= Chaya More =

Indian politician

Chaya More (born 1977) is an Indian politician from Madhya Pradesh. She is a member of the Madhya Pradesh Legislative Assembly representing the Bharatiya Janata Party from Pandhana Assembly constituency, which is reserved for ST community, in Khandwa district. She won the 2023 Madhya Pradesh Legislative Assembly election.

== Early life and education ==
More is from an agricultural family in Bhikangaon village, Khandwa district, Madhya Pradesh. She married Govind More. She completed her graduation in arts from Bhopal Bhoj Open University 2017. Earlier, she did her plus-two from Madhya Pradesh Rajya Open School, Bhopal.

== Career ==
More was first elected as an MLA in the 2023 Madhya Pradesh Legislative Assembly election from the Pandhana Assembly Constituency, an ST reserved seat, representing the Bharatiya Janata Party.

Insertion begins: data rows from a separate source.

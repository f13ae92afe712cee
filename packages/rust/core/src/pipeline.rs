//! Multi-source harvest: fetch → locate → extract, one source at a time.

use std::time::Instant;

use tracing::{debug, info, instrument, warn};
use url::Url;

use kbharvest_extract::{KeywordSet, extract_page};
use kbharvest_shared::{
    AggregateResult, DownloadEntry, ExtractionRecord, HarvestConfig, Result, Source,
    SourceOutcome,
};

use crate::fetch::Fetcher;

/// Progress callback for reporting run status.
pub trait ProgressReporter: Send + Sync {
    /// Called when entering a new phase.
    fn phase(&self, name: &str);
    /// Called before a source or download is attempted.
    fn item_started(&self, name: &str, current: usize, total: usize);
    /// Called once a source's record is complete.
    fn source_finished(&self, record: &ExtractionRecord);
    /// Called once a download's manifest entry is complete.
    fn download_finished(&self, entry: &DownloadEntry);
}

/// No-op progress reporter for headless/test usage.
pub struct SilentProgress;

impl ProgressReporter for SilentProgress {
    fn phase(&self, _name: &str) {}
    fn item_started(&self, _name: &str, _current: usize, _total: usize) {}
    fn source_finished(&self, _record: &ExtractionRecord) {}
    fn download_finished(&self, _entry: &DownloadEntry) {}
}

/// Harvest every source in order and assemble the aggregate result.
///
/// Per-source failures are recorded, never returned. The only error is a
/// failure to build the HTTP client.
#[instrument(skip_all, fields(sources = sources.len()))]
pub async fn harvest(
    sources: &[Source],
    config: &HarvestConfig,
    progress: &dyn ProgressReporter,
) -> Result<AggregateResult> {
    let fetcher = Fetcher::for_pages(config.timeout)?;
    Ok(harvest_with(&fetcher, sources, config, progress).await)
}

/// [`harvest`] with a caller-supplied fetcher.
///
/// The politeness delay runs before every source after the first, failed ones
/// included; nothing sleeps after the last source.
pub async fn harvest_with(
    fetcher: &Fetcher,
    sources: &[Source],
    config: &HarvestConfig,
    progress: &dyn ProgressReporter,
) -> AggregateResult {
    let start = Instant::now();
    let total = sources.len();
    let mut result = AggregateResult::new(total, config.note.clone());

    info!(
        total,
        delay_ms = config.delay.as_millis(),
        "starting harvest"
    );
    progress.phase("Harvesting sources");

    for (i, source) in sources.iter().enumerate() {
        progress.item_started(&source.name, i + 1, total);
        info!(source = %source.name, url = %source.url, current = i + 1, total, "fetching source");

        let record = harvest_source(fetcher, source, config).await;
        match &record.outcome {
            SourceOutcome::Extracted => {
                info!(source = %source.name, sections = record.sections.len(), "extracted")
            }
            SourceOutcome::Empty => warn!(source = %source.name, "no qualifying sections"),
            SourceOutcome::Failed { error } => warn!(source = %source.name, %error, "fetch failed"),
        }
        progress.source_finished(&record);
        result.push(record);

        if i + 1 < total && !config.delay.is_zero() {
            debug!(delay_ms = config.delay.as_millis(), "politeness delay");
            tokio::time::sleep(config.delay).await;
        }
    }

    info!(
        successful = result.extraction_info.successful_extractions,
        failed = result.failed_count(),
        sections = result.section_count(),
        elapsed_ms = start.elapsed().as_millis(),
        "harvest complete"
    );

    result
}

/// Fetch, parse, and extract a single source.
async fn harvest_source(
    fetcher: &Fetcher,
    source: &Source,
    config: &HarvestConfig,
) -> ExtractionRecord {
    let page_url = match Url::parse(&source.url) {
        Ok(url) => url,
        Err(e) => return ExtractionRecord::failed(source, format!("invalid URL: {e}")),
    };

    let html = match fetcher.fetch_text(page_url.as_str()).await {
        Ok(html) => html,
        Err(e) => return ExtractionRecord::failed(source, e.to_string()),
    };

    let keywords = KeywordSet::from_terms(config.keywords_for(source));
    let sections = extract_page(&html, &page_url, keywords.as_ref(), &config.extract);

    ExtractionRecord::parsed(source, sections)
}
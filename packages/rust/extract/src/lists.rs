//! Standalone list harvesting.
//!
//! Runs over every list in the content root, independently of heading
//! segmentation, so a list may show up in both outputs.

use kbharvest_shared::{ExtractOptions, Section};

use crate::node::{ContentNode, NodeKind};
use crate::relevance::{KeywordSet, admits};

/// One section per list with at least `opts.min_list_items` admitted items.
///
/// Titles are `"<topic> Information <n>"`, numbered among the emitted lists.
pub fn extract_lists<N: ContentNode>(
    root: &N,
    keywords: Option<&KeywordSet>,
    opts: &ExtractOptions,
) -> Vec<Section> {
    let mut sections = Vec::new();

    for list in root.descendants_of(NodeKind::List) {
        let items: Vec<String> = list
            .descendants_of(NodeKind::ListItem)
            .iter()
            .map(|li| li.text_content())
            .filter(|text| admits(text, opts.min_item_chars, keywords))
            .collect();

        if items.len() < opts.min_list_items {
            continue;
        }

        let title = format!("{} Information {}", opts.topic, sections.len() + 1);
        if let Some(section) = Section::new(title, items) {
            sections.push(section);
        }
    }

    sections
}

After she was denied a ticket by the Indian National Congress Party, she joined the BJP which nominated her to contest from Pandhana seat. She polled 123,332 votes and defeated her nearest rival, Rupali Nandu Bare of the Indian National Congress by a margin of 28,816 votes. Earlier, she lost the 2018 Madhya Pradesh Legislative Assembly election as Indian National Congress candidate from Pandhana seat to Ram Dangore of the Bharatiya Janata Party by a margin of 23,750.

In January 2025, she attended a series of Republic Day programmes and in the afternoon while attending another programme at a school, she fell ill and was admitted in the Khandwa District Hospital.